User Register Notify module giving error on user registration
| Project: | User registration notification |
| Version: | 5.x-1.10 |
| Component: | Code |
| Category: | bug report |
| Priority: | normal |
| Assigned: | mchrisneglia |
| Status: | needs work |
| Issue tags: | Register Notify |
Jump to:
There is a bug in the user_register_notify.module which yields this error upon new user registration:
user warning: You have an error in your SQL syntax; check the manual that corresponds to your MySQL server version for the right syntax to use near '3,0,0,0,0' at line 1 query: SELECT mail FROM users AS u INNER JOIN users_roles AS r ON u.uid = r.uid WHERE r.rid IN('')3,0,0,0,0 in D:\****************
user warning: Data too long for column 'type' at row 1 query: INSERT INTO watchdog (uid, type, message, severity, link, location, referer, hostname, timestamp) VALUES (0, 'user_register_notify', '', 0, '', 'http://drupal52.local/user/register', 'http://drupal52.local/user/register', '66.185.109.71', 1240417865) in D:\*********\includes\database.mysqli.inc on line 156.

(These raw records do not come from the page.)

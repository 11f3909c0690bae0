// src/services/mod.rs

//! Source adapters: one per harvested catalog.
//!
//! Adapters never fail. Whatever was collected before a stop condition is
//! returned together with the [`StopReason`], which callers log.

pub mod area;
pub mod catalog;
pub mod cursor;
pub mod evg;
pub mod extract;
pub mod fgv;
pub mod sebrae;

use std::sync::Arc;
use std::time::Duration;

use async_trait::async_trait;
use tokio_util::sync::CancellationToken;

use crate::error::Result;
use crate::models::{Config, Course, HttpConfig, Platform};

pub use area::AreaClassifier;
pub use catalog::{CatalogSpec, PagedCatalog};
pub use cursor::{PageCursor, StopReason, page_cap};
pub use extract::{ExtractionStrategy, PageScan, SeenCourses, TitleFallback};
pub use sebrae::SebraeAdapter;

/// Courses collected by one adapter run.
#[derive(Debug, Clone)]
pub struct ScrapeOutcome {
    pub courses: Vec<Course>,
    pub stop_reason: StopReason,
    /// Pages (or render-more calls) processed
    pub pages: u32,
}

impl ScrapeOutcome {
    pub fn empty(stop_reason: StopReason) -> Self {
        Self {
            courses: Vec::new(),
            stop_reason,
            pages: 0,
        }
    }

    pub fn is_interrupted(&self) -> bool {
        self.stop_reason == StopReason::Interrupted
    }
}

/// A catalog-specific scraper.
#[async_trait]
pub trait SourceAdapter: Send + Sync {
    /// Platform name this adapter handles.
    fn name(&self) -> &str;

    fn supports(&self, platform: &Platform) -> bool {
        platform.is_named(self.name())
    }

    /// Walk the catalog and return candidate courses without `platform_id`.
    async fn fetch_batch(
        &self,
        platform: &Platform,
        max_pages: u32,
        cancel: &CancellationToken,
    ) -> ScrapeOutcome;
}

/// Per-source labels applied to every extracted course.
#[derive(Debug, Clone)]
pub struct RecordDefaults {
    pub provider: &'static str,
    pub free: bool,
    pub status: Option<&'static str>,
    pub price: Option<&'static str>,
}

impl RecordDefaults {
    /// Map (title, url) pairs to unsaved courses.
    pub fn build(&self, pairs: Vec<(String, String)>, areas: &AreaClassifier) -> Vec<Course> {
        pairs
            .into_iter()
            .map(|(title, url)| {
                let mut course = Course::candidate(&title, &url, self.provider);
                course.area = areas.classify(&course.title);
                course.free = self.free;
                course.status_text = self.status.map(str::to_string);
                course.price_text = self.price.map(str::to_string);
                course
            })
            .collect()
    }
}

/// Shared adapter knobs taken from configuration.
#[derive(Debug, Clone)]
pub struct AdapterSettings {
    pub http: HttpConfig,
    pub item_cap: usize,
    /// Replaces each adapter's own politeness delay
    pub page_delay: Option<Duration>,
}

impl AdapterSettings {
    pub fn from_config(config: &Config) -> Self {
        Self {
            http: config.http.clone(),
            item_cap: config.scrape.item_cap.max(1),
            page_delay: config.scrape.page_delay_ms.map(Duration::from_millis),
        }
    }

    pub fn page_delay_or(&self, own: Duration) -> Duration {
        self.page_delay.unwrap_or(own)
    }
}

/// Resolves the adapter for a platform.
#[derive(Default, Clone)]
pub struct AdapterRegistry {
    adapters: Vec<Arc<dyn SourceAdapter>>,
}

impl AdapterRegistry {
    pub fn new() -> Self {
        Self::default()
    }

    /// Registry with the built-in catalog adapters.
    pub fn with_defaults(settings: &AdapterSettings) -> Result<Self> {
        let mut registry = Self::new();
        registry.register(Arc::new(PagedCatalog::new(evg::spec(), settings)?));
        registry.register(Arc::new(PagedCatalog::new(fgv::spec(), settings)?));
        registry.register(Arc::new(SebraeAdapter::new(settings)));
        Ok(registry)
    }

    pub fn register(&mut self, adapter: Arc<dyn SourceAdapter>) {
        self.adapters.push(adapter);
    }

    pub fn resolve(&self, platform: &Platform) -> Option<Arc<dyn SourceAdapter>> {
        self.adapters.iter().find(|a| a.supports(platform)).cloned()
    }

    pub fn names(&self) -> Vec<String> {
        self.adapters.iter().map(|a| a.name().to_string()).collect()
    }
}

user warning: Data too long for column 'type' at row 1 query: INSERT INTO watchdog (uid, type, message, severity, link, location, referer, hostname, timestamp) VALUES (0, 'user_register_notify', '', 0, '', 'http://drupal52.local/user/register', 'http://drupal52.local/user/register', '66.185.109.71', 1240417865) in D:\************\includes\database.mysqli.inc on line 156.
---
On line 189 of user_register_notify.module,
//$result = db_query("SELECT mail FROM {users} AS u INNER JOIN {users_roles} AS r ON u.uid = r.uid WHERE r.rid IN('%s')". $roles);
Should read:
$result = db_query("SELECT mail FROM {users} AS u INNER JOIN {users_roles} AS r ON u.uid = r.uid WHERE r.rid IN('{$roles}')");
The problem was the mix-match of (s)printf style formatting-without an inner call to (s)printf- in addition to invalid syntax (dot operator instead of comma). No worries!

#1
#2
I want you to talk to the security team and ask is this is a good fix?